In a recent interview with Cineuropa, the British-born Rivers said that collaborating with Thai director Anocha Suwichakornpong – a filmmaker more experienced in narrative features –  was a key component in an ambition to make a picture outside his typical wheelhouse. The result is a film where narrative as a conceit is played with constantly, combining a loose central story with a non-linear and multi-faceted vision of Krabi and its collage of shifting inhabitants.

Playful is the key word here: not content to present one story, Krabi, 2562 offers multiple, overlapping miniature narratives that include a tourist (Siraphan Wattanajinda) on the trail of her parents first meeting and an actor (Primrin Puarat) playing a caveman in a crummy advertising campaign. The actor, in the act of relieving his bladder, spots a real neanderthal eyeing him curiously from the trees. We revisit the neanderthal and his companion several times as they apparently live peaceably in their cave, passively observing the outside world.

Are we glimpsing the past, or has it crossed over into the present? Perhaps the cave people are glimpsing our future in idle imagination. Krabi, 2562’s mixing of documentary, magical realism and even a touch of detective fiction reinforce the sense of a film unwilling to be pinned down to conventional narrative norms, tone or even perspective. If it’s possible to conceive ambivalence as positive, then Rivers and Suwichakornpong’s film is wonderfully ambivalent.

Meanwhile, the touring woman – who at different points tells her guides she is a marketing executive and a location scout – visits a shrine important as the site of a mythical wedding party who were transformed into an island by a vengeful spirit. A forest of fertility totems rather comically carpet the cave floor like priapic fungi while we ponder whether how much is true island history and how much is tourist trap. Ghosts are present everywhere here – from the island rocks formed from the souls of mythic couples to the hotel staff interviewed about their haunted corridors.
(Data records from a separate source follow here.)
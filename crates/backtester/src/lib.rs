//! Backtester
//!
//! Historical simulation of the execution rules over a single OHLCV series.
//!
//! # Example
//!
//! ```ignore
//! use backtester::Backtester;
//!
//! let backtester = Backtester::new(config.execution.clone(), config.broker.initial_capital);
//! let report = backtester.run("AAPL", &bars, &signals)?;
//! println!("Return: {}", report.total_return);
//! ```

pub mod simulator;

pub use simulator::{BacktestReport, Backtester};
Animals – both real and inanimate – are a recurring visual motif as Krabi, 2562 moves lazily back and forth from the shore, to the forest, to the city. There’s no sense of disunity in this movement; the gorgeous, earthy compositions of Krabi’s forests are no more invested with spirit than the shimmering concrete structures of its urban sprawl. And it’s in the city where the woman discovers where her parents first met: a beautiful old cinema long out of use. Of course it is – where else would you expect to find spectral images from the past? Soon after, the woman disappears from the film as Krabi, 2562 content to let the mystery hang suspended in the air and slip effortlessly into a new rhythm.